Task directions: In the listing that follows, locate the line containing "pub struct ErrorContext" and the line containing "pub struct AppError". Retype exactly those two lines and every line between them, and nothing more.
____________
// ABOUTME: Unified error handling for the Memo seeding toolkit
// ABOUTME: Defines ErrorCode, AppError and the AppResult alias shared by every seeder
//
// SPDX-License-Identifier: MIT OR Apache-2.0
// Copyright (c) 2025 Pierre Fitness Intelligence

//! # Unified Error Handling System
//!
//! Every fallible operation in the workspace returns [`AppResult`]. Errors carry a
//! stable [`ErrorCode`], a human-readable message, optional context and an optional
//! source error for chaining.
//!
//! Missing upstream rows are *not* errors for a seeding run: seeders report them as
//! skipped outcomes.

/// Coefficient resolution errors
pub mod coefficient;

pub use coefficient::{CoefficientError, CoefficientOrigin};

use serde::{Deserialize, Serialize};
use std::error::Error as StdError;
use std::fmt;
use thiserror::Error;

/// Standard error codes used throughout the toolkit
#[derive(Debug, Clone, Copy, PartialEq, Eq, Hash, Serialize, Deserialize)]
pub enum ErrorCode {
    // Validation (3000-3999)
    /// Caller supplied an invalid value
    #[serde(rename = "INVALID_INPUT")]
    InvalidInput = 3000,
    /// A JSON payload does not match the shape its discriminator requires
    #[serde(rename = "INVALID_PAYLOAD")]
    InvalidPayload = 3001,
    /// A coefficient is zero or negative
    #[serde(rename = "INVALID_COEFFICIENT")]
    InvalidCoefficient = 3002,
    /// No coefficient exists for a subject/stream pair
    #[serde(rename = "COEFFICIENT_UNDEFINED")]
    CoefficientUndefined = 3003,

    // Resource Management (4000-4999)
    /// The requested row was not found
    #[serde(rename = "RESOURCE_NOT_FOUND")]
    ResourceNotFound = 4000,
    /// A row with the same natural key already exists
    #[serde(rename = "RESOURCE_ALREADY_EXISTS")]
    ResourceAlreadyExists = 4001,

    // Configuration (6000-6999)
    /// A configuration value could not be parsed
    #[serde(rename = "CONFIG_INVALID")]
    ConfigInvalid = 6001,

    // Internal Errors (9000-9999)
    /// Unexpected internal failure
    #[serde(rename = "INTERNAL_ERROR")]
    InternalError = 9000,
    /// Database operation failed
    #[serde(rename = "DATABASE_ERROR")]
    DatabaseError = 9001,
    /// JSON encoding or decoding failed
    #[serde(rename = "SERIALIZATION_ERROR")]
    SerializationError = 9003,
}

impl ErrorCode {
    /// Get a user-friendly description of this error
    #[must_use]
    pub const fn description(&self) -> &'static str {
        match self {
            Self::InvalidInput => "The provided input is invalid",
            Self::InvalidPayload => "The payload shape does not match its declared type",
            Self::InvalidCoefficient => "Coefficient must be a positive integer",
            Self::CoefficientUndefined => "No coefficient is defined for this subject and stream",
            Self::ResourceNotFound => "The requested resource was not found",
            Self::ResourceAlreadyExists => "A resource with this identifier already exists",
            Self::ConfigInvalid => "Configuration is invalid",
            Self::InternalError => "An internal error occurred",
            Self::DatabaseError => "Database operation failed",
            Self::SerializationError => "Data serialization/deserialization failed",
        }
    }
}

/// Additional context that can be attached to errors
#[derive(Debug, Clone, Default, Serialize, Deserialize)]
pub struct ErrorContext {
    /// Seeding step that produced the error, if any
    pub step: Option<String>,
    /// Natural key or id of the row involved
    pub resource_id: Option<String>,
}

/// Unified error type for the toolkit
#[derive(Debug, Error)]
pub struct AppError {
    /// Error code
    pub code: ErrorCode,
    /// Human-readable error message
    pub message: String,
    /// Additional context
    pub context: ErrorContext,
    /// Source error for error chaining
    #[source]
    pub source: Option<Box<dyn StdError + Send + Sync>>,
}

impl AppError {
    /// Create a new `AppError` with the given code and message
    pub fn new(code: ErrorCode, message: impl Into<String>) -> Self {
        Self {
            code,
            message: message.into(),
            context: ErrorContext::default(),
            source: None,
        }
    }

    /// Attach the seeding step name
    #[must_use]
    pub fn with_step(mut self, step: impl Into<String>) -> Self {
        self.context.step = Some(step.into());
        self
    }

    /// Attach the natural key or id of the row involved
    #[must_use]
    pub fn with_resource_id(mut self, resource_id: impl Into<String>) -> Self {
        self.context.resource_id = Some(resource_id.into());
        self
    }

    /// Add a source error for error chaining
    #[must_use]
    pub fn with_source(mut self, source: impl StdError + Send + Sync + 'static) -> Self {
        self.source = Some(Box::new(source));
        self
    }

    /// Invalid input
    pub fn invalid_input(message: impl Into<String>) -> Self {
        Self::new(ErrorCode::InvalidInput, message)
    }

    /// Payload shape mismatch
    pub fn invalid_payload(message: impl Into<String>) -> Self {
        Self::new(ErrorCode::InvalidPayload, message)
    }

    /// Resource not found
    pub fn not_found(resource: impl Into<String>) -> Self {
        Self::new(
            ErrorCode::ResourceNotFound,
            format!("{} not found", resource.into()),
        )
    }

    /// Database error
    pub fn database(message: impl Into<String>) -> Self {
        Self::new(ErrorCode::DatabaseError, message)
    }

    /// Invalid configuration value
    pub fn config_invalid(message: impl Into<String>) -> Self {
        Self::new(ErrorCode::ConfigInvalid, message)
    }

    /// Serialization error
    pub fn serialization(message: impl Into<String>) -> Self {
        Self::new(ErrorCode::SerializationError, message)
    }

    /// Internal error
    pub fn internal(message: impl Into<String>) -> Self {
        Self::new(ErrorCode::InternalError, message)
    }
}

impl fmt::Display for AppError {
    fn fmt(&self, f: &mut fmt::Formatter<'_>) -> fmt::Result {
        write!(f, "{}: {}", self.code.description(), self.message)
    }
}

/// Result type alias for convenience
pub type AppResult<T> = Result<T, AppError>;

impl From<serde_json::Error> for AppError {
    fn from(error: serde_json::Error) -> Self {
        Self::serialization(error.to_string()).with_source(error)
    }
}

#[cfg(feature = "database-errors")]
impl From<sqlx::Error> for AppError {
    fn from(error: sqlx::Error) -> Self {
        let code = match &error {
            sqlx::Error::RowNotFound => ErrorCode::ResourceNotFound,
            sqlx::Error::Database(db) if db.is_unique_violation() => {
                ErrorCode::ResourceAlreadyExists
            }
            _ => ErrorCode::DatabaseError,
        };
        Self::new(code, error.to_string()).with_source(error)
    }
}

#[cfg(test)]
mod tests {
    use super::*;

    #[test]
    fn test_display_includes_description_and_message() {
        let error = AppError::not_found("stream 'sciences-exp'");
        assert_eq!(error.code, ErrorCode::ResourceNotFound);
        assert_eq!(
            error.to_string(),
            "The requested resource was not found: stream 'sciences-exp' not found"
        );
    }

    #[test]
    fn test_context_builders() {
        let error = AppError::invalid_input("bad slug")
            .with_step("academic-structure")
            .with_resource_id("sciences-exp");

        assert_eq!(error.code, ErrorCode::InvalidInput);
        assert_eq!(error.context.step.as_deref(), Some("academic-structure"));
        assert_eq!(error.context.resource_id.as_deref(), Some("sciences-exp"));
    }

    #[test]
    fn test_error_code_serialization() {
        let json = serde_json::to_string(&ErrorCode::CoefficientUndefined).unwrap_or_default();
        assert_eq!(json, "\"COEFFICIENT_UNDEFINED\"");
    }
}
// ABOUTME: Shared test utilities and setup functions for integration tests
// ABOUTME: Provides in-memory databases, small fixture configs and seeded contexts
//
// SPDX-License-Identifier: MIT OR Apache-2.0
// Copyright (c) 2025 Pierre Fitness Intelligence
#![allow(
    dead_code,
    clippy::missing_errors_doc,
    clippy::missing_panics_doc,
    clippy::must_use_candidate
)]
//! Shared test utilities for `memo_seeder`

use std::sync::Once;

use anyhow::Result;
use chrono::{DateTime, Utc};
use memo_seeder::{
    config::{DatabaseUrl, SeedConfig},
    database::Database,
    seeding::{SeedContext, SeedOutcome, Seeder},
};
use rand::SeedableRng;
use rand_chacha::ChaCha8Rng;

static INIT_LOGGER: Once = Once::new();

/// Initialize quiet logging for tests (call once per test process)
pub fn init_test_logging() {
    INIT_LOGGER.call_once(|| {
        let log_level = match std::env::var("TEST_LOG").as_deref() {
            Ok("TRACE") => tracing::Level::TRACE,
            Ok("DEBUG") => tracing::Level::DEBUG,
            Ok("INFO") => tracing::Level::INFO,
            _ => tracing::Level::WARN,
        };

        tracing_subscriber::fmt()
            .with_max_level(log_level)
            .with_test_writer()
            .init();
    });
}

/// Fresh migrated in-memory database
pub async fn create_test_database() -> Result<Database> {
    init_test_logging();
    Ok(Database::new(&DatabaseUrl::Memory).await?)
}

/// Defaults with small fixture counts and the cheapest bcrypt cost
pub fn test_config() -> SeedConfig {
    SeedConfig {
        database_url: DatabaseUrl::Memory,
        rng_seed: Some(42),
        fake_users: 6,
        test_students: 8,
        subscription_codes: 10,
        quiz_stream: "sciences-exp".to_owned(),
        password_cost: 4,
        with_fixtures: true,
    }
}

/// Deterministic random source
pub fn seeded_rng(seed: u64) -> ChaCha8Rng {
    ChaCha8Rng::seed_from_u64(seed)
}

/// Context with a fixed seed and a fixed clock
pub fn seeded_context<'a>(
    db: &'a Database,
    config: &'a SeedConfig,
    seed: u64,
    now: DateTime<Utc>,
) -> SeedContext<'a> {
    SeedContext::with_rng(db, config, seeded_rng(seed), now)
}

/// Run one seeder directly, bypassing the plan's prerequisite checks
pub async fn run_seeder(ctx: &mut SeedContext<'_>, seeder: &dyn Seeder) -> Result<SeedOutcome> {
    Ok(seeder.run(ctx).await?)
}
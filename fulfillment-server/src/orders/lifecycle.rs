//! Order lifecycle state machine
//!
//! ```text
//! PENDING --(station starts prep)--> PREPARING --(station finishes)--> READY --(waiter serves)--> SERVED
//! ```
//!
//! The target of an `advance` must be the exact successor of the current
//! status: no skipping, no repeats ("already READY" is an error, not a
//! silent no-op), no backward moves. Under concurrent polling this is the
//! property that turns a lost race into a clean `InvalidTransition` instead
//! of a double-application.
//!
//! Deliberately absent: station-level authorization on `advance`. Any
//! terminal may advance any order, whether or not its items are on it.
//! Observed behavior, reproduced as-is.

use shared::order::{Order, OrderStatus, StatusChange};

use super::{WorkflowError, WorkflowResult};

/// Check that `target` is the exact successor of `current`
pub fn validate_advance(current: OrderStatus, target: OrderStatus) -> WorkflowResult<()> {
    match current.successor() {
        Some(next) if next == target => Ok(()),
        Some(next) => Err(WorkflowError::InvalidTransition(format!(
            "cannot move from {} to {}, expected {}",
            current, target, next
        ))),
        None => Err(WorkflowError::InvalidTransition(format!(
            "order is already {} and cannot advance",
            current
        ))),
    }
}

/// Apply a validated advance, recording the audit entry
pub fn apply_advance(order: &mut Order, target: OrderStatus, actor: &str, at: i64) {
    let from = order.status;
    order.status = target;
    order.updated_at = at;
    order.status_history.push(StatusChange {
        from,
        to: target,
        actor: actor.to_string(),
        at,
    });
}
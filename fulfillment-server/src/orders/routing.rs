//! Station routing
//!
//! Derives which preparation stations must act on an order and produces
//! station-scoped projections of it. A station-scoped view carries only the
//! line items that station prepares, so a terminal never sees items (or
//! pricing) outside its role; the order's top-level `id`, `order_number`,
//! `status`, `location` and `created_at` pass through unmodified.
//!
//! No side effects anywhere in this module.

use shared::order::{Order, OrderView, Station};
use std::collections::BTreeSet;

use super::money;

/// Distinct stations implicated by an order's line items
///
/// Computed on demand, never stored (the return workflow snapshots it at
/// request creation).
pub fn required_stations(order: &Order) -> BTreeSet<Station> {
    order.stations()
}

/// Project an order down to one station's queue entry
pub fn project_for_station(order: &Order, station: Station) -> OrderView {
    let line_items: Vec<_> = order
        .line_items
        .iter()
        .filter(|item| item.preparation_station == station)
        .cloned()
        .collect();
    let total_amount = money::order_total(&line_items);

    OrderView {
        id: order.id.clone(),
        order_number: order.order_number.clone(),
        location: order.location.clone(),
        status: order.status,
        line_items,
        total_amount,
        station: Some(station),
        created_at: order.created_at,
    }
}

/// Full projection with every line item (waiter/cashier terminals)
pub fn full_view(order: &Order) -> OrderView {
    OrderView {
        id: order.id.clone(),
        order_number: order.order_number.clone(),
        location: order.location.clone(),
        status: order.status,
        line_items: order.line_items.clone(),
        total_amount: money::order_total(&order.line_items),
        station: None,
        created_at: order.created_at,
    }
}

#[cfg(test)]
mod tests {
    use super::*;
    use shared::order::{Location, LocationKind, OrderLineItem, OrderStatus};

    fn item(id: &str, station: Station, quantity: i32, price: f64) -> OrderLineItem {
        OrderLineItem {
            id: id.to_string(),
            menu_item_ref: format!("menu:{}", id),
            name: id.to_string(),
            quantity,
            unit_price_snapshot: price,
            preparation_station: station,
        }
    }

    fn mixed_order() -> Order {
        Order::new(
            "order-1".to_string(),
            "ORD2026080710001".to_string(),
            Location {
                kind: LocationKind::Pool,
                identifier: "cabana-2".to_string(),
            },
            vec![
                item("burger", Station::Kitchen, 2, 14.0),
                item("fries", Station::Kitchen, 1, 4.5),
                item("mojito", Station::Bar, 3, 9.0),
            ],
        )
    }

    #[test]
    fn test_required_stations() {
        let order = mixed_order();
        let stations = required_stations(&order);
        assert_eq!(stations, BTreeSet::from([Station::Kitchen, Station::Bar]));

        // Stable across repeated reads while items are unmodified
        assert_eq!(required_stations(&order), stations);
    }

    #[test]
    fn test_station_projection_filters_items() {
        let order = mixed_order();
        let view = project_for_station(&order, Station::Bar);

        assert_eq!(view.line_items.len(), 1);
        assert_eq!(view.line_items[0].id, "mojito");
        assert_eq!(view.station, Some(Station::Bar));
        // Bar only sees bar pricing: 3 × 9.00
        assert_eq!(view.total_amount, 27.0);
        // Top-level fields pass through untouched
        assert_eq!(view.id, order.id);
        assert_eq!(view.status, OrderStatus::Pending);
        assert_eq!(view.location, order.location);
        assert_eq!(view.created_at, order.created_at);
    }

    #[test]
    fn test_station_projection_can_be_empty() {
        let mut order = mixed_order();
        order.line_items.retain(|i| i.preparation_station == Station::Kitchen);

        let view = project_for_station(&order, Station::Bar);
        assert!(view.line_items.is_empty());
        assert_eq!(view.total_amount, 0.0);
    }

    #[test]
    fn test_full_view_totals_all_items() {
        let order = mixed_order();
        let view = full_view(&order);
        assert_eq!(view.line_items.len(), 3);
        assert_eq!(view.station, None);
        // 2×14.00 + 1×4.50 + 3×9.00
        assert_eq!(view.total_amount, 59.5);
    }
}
____________
Answer for the task:
pub struct ErrorContext {
    /// Seeding step that produced the error, if any
    pub step: Option<String>,
    /// Natural key or id of the row involved
    pub resource_id: Option<String>,
}

/// Unified error type for the toolkit
#[derive(Debug, Error)]
pub struct AppError {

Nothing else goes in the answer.